Limitations of our study include site selection bias and arbitrary laboratory eligibility criteria, as the DILI registration is not nationwide, and a central laboratory was not used. However, the study sites were selected based on the availability of expert hepatologists and were located across the country. Hence, our data represent the DILI cohort from referral centers in Thailand that have experienced hepatologists who cautiously made a diagnosis of DILI, especially when the suspected culprit agents were CAM products. The CAM analysis was limited by a small sample in the DILI registry, heterogeneity of CAM use, and the difficulty to identify the cause of DILI in patients with CAM-induced liver injury who sometimes used more than one type of CAM or used CAM and suspected drugs simultaneously.
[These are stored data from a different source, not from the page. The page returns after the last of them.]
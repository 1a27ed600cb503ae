/// Command modules for the `maxpath` CLI.
///
/// Each submodule implements one subcommand. The `run` function in each
/// module takes the parsed arguments and returns `Ok(())` on success or
/// a [`crate::error::CliError`] on failure.
pub mod inspect;
pub mod longest;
This is the largest DILI registry in our country, and we have provided a characterization of DILI in Thailand. In conclusion, our study highlights that DILI in patients with CLD had outcomes similar to those in patients without CLD, but the result may need confirmation in a larger sample size. CAM products and antimicrobials were leading categories of agents causing DILI in both patients with and without pre-existing CLD.

Abbreviations

ALP: 

alkaline phosphatase

ALT: 

alanine aminotransferase

AST: 

aspartate aminotransferase

CAM: 

complementary and alternative medicine

CI: 

confidence interval

CLD: 

chronic liver disease

DILI: 

drug-induced liver injury

IQR: 

interquartile range

RUCAM: 

Roussel Uclaf Causality Assessment Method

SD: 

standard deviation

THASL: 

Thai Association for the Study of the Liver

ULN: 

upper normal limit

Declarations

Acknowledgement

The authors wish to thank Mr Thomas McManamon, a medical English specialist from the Office of Research and Development, Phramongkutklao College of Medicine. Mr McManamon is a native-speaking medical English specialist who reviewed the English of our manuscript.

Ethical statement

All subjects were properly instructed, and consented to participate in this trial by signing the informed consent regulation provided by each institutional review board. All the institutional review boards followed the World Medical Association DELCARATION OF HELSINKI, GUIDELINES FOR GOOD CLINICAL PRACTICE, International Council for Harmonization Tripartite Guidelines, Council for International Organizations of Medical Sciences, CODE of FEDERAL REGULATIONS Title 45 Public Welfare, Part 46 Protection of Human Subjects, and the Belmont Report to satisfy the ethics concerns in publications. Informed consent was obtained from all subjects, and all methods were conducted according to the relevant guidelines and regulations. Informed consent was obtained by signature of all participants and from all subjects to provide all the information regarding publication.

Data sharing statement

The datasets used during the current study are available from the corresponding author on reasonable request.

Funding

Funding was provided by the Thai Association for the Study of the Liver (THASL).

Conflict of interest

ST has been an editorial board member of Journal of Clinical and Translational Hepatology since 2021. CB has been an editorial board member of Journal of Clinical and Translational Hepatology since 2013. The other authors have no conflict of interests related to this publication.

Authors’ contributions

Full access to all the data in the study and take responsibility for the integrity of said data and the accuracy of the data analysis (SC, AS).